Dan Dare and his friends were hugely popular throughout the 1950s in Britain. Much of his success was due to the brilliantly inventive artwork of his creator, Frank Hampson.
While Dan eventually went on to star in TV cartoon shows and radio series, Frank Hampson's art itself was not commercially valued.
But this has now all changed. Single pages of his original drawings are now selling for up to $15,000.
Innovative techniques
Besides the brilliant colours, it was the inventive way Frank drew the strip which inspired many fans.
Chris Beetles, the owner of the central London gallery where the comic art exhibition and sale is taking place, explains how popular the adventures were when they began more than half a century ago.

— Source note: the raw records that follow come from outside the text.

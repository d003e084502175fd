use std::fmt;

use crate::core::db::NewDetection;
use crate::error::InvalidDetection;

/// One box produced by a detector, in pixel coordinates of the source image.
#[derive(Debug, Clone, PartialEq)]
pub struct BoxPrediction {
    pub label: String,
    pub confidence: f32,
    pub xmin: f32,
    pub ymin: f32,
    pub xmax: f32,
    pub ymax: f32,
}

impl BoxPrediction {
    pub fn width(&self) -> f32 {
        (self.xmax - self.xmin).max(0.0)
    }

    pub fn height(&self) -> f32 {
        (self.ymax - self.ymin).max(0.0)
    }

    pub fn area(&self) -> f32 {
        self.width() * self.height()
    }

    /// Intersection over union with another box.
    pub fn iou(&self, other: &BoxPrediction) -> f32 {
        let ix = (self.xmax.min(other.xmax) - self.xmin.max(other.xmin)).max(0.0);
        let iy = (self.ymax.min(other.ymax) - self.ymin.max(other.ymin)).max(0.0);
        let inter = ix * iy;
        let union = self.area() + other.area() - inter;
        if union <= 0.0 {
            return 0.0;
        }
        inter / union
    }

    pub fn validate(&self) -> Result<(), InvalidDetection> {
        validate_detection(
            self.confidence as f64,
            self.xmin as f64,
            self.ymin as f64,
            self.xmax as f64,
            self.ymax as f64,
        )
    }
}

/// Checks the invariants every stored detection must hold:
/// finite coordinates, `xmin <= xmax`, `ymin <= ymax`, `0 <= confidence <= 1`.
pub fn validate_detection(
    confidence: f64,
    xmin: f64,
    ymin: f64,
    xmax: f64,
    ymax: f64,
) -> Result<(), InvalidDetection> {
    if ![xmin, ymin, xmax, ymax].iter().all(|v| v.is_finite()) {
        return Err(InvalidDetection::NonFinite);
    }
    if !(0.0..=1.0).contains(&confidence) {
        return Err(InvalidDetection::ConfidenceOutOfRange(confidence));
    }
    if xmin > xmax || ymin > ymax {
        return Err(InvalidDetection::InvertedBox { xmin, ymin, xmax, ymax });
    }
    Ok(())
}

/// Pipeline stage at which an image was skipped.
#[derive(Debug, Clone, Copy, PartialEq, Eq)]
pub enum Stage {
    Inference,
    Relocation,
    Validation,
}

impl fmt::Display for Stage {
    fn fmt(&self, f: &mut fmt::Formatter<'_>) -> fmt::Result {
        let name = match self {
            Stage::Inference => "inference",
            Stage::Relocation => "relocation",
            Stage::Validation => "validation",
        };
        f.write_str(name)
    }
}

#[derive(Debug, Clone)]
pub struct SkippedImage {
    pub image_name: String,
    pub stage: Stage,
    pub reason: String,
}

/// Everything produced by one directory run, handed to the store as a unit.
#[derive(Debug, Clone, Default)]
pub struct DetectionBatch {
    pub run_id: String,
    pub detections: Vec<NewDetection>,
    pub skipped: Vec<SkippedImage>,
    pub images_processed: usize,
}

impl DetectionBatch {
    pub fn new(run_id: impl Into<String>) -> Self {
        Self {
            run_id: run_id.into(),
            ..Default::default()
        }
    }

    pub fn len(&self) -> usize {
        self.detections.len()
    }

    pub fn is_empty(&self) -> bool {
        self.detections.is_empty()
    }

    /// Names of images skipped at `stage`.
    pub fn skipped_at(&self, stage: Stage) -> Vec<&str> {
        self.skipped
            .iter()
            .filter(|s| s.stage == stage)
            .map(|s| s.image_name.as_str())
            .collect()
    }
}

"I can remember the excitement, I can remember everybody clustering around when I got it, saying, 'Me next, me next'," he says.
"You saw it in the newsagent's and had to pick it up. You saw it on a desk and had to pick it up."
Interestingly, Dan and his companions deliberately weren't portrayed as superheroes.
Rod Barzilay, the editor of Spaceship Away - a comic dedicated to publishing new Dan Dare stories - says: "They got tired, they got hungry, they made mistakes. It was just by working together as a team they would get through problems, and you could identify with that."
Timely escapism
At a time when post-war Britain was still in the grip of rationing, and most comic strips were in black and white, the Dan Dare strip in the Eagle comic was an instant hit with readers.
Each week, Colonel Dan Dare, a pilot with the International Space Fleet, and his faithful companion Digby, would zoom into space to do battle with their arch enemy, the Mekon.
Luckily for Dan, the Mekon's dastardly schemes usually failed.
In his gallery, Chris Beetles is keen to point out the lush, rich landscapes that Frank Hampson created for the very first Dan Dare story.
"You can see the artwork just fills the room, with all the vibrant colours that he used.
"There's a huge panel showing how beautiful the world of Venus is, this couldn't be any more exotic and it is beautifully drawn. It's very lush and exciting, it's as though we've encountered Shangri-La," he says.
Punishing schedule
He is not surprised at the prices Frank Hampson's artwork now commands.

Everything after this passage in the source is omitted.